If you manage not to touch more than one cone yourself, as they become “unstacked” then you have successfully hacked the game!

Of course, this is not a serious game strategy and is intended only as an entertainment and a fun way to study ITZ game manual while we wait for the Official Q&A to open.

As stated in another post, as soon as they touch the bottom cone it is no longer stacked and they would therefore be in possession of all the cones on top, thus they would be in violation of SG9. This would likely result in you being dqed as a result of “trying” to get them to break a rule. Please correct me if I’m wrong but that was my interpretation of the rules.

I don’t see what rule you are breaking by touching your stack…

If you touch the bottom cone it is no longer stacked, if that cone is no longer stacked then anything above it is no longer stacked, therefore you are possessing all of the cones?

Look at the definition of stacked -
Note 2: By these definitions, if a Robot is touching a Cone on a Mobile Goal, that Cone and
any above it will not count as being Stacked

So by touching cones on the stack, you may become in possession of more than one cone.

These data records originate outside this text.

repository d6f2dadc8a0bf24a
//! Shared value objects used across multiple bounded contexts

use serde::{Deserialize, Serialize};
use std::fmt;
use std::str::FromStr;
use uuid::Uuid;

macro_rules! uuid_identifier {
    ($(#[$meta:meta])* $name:ident) => {
        $(#[$meta])*
        #[derive(Debug, Clone, Copy, PartialEq, Eq, Hash, PartialOrd, Ord, Serialize, Deserialize)]
        #[serde(transparent)]
        pub struct $name(Uuid);

        impl $name {
            pub fn new() -> Self {
                Self(Uuid::new_v4())
            }

            pub fn from_uuid(uuid: Uuid) -> Self {
                Self(uuid)
            }

            pub fn as_uuid(&self) -> Uuid {
                self.0
            }
        }

        impl Default for $name {
            fn default() -> Self {
                Self::new()
            }
        }

        impl fmt::Display for $name {
            fn fmt(&self, f: &mut fmt::Formatter<'_>) -> fmt::Result {
                write!(f, "{}", self.0)
            }
        }

        impl FromStr for $name {
            type Err = uuid::Error;

            fn from_str(s: &str) -> Result<Self, Self::Err> {
                Uuid::parse_str(s.trim()).map(Self)
            }
        }
    };
}

uuid_identifier!(
    /// Intercom call identifier
    CallId
);

uuid_identifier!(
    /// Call-membership record identifier
    MembershipId
);

uuid_identifier!(
    /// Person identifier (doorman or resident profile)
    PartyId
);

uuid_identifier!(
    /// Apartment identifier
    ApartmentId
);

uuid_identifier!(
    /// Building identifier
    BuildingId
);

/// Role a person plays in the building
///
/// Initiators and callees are always one of these two; the decision points
/// that differ by role match on this exhaustively.
#[derive(Debug, Clone, Copy, PartialEq, Eq, Hash, Serialize, Deserialize)]
#[serde(rename_all = "lowercase")]
pub enum PartyKind {
    Doorman,
    Resident,
}

impl PartyKind {
    pub fn as_str(&self) -> &'static str {
        match self {
            PartyKind::Doorman => "doorman",
            PartyKind::Resident => "resident",
        }
    }

    /// Accepts the canonical names plus the legacy Portuguese labels
    pub fn parse(s: &str) -> Option<Self> {
        match s.trim().to_ascii_lowercase().as_str() {
            "doorman" | "porteiro" => Some(PartyKind::Doorman),
            "resident" | "morador" => Some(PartyKind::Resident),
            _ => None,
        }
    }

    /// Who gets dialed when this kind of party starts a call
    pub fn callee_kind(&self) -> PartyKind {
        match self {
            PartyKind::Doorman => PartyKind::Resident,
            PartyKind::Resident => PartyKind::Doorman,
        }
    }
}

impl fmt::Display for PartyKind {
    fn fmt(&self, f: &mut fmt::Formatter<'_>) -> fmt::Result {
        f.write_str(self.as_str())
    }
}
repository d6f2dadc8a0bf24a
//! Domain result type

use super::error::DomainError;

/// Standard result type for domain operations
pub type Result<T> = std::result::Result<T, DomainError>;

If you have a stack of 5 cones on a base, and you are touching the bottom cone, you are technically possessing all 5 cones since touching that one makes it and any above it no longer count as stacked. I thought this was mayby just an endgame scoring rule, but it reads like it means at any time.

But are you controlling their movement? If you do this on a stationary goal you certainly aren’t controlling their movement, thereby voiding the violation of the possession rule. You are allowed to touch multiple cones (I mean come on there’s no way this won’t happen in matches), but you can’t control their movement.

There is also carrying and holding that can count for possession. The part I just noticed was if it is doing these things “in the robot”. So making an opposing alliance merely touch their stack won’t get them in trouble, but would void them for scoring.

What I’m worried about now are internal stackers, since your whole stack would be “inside” your robot. You would just have to be very careful not to touch your stack you built.

That would be my fault. The Q&A should now be open.

I thought it was a secret plot to have people read the game manual more thoroughly :slight_smile:

I mean, that’s also a viable option. Definitely couldn’t hurt.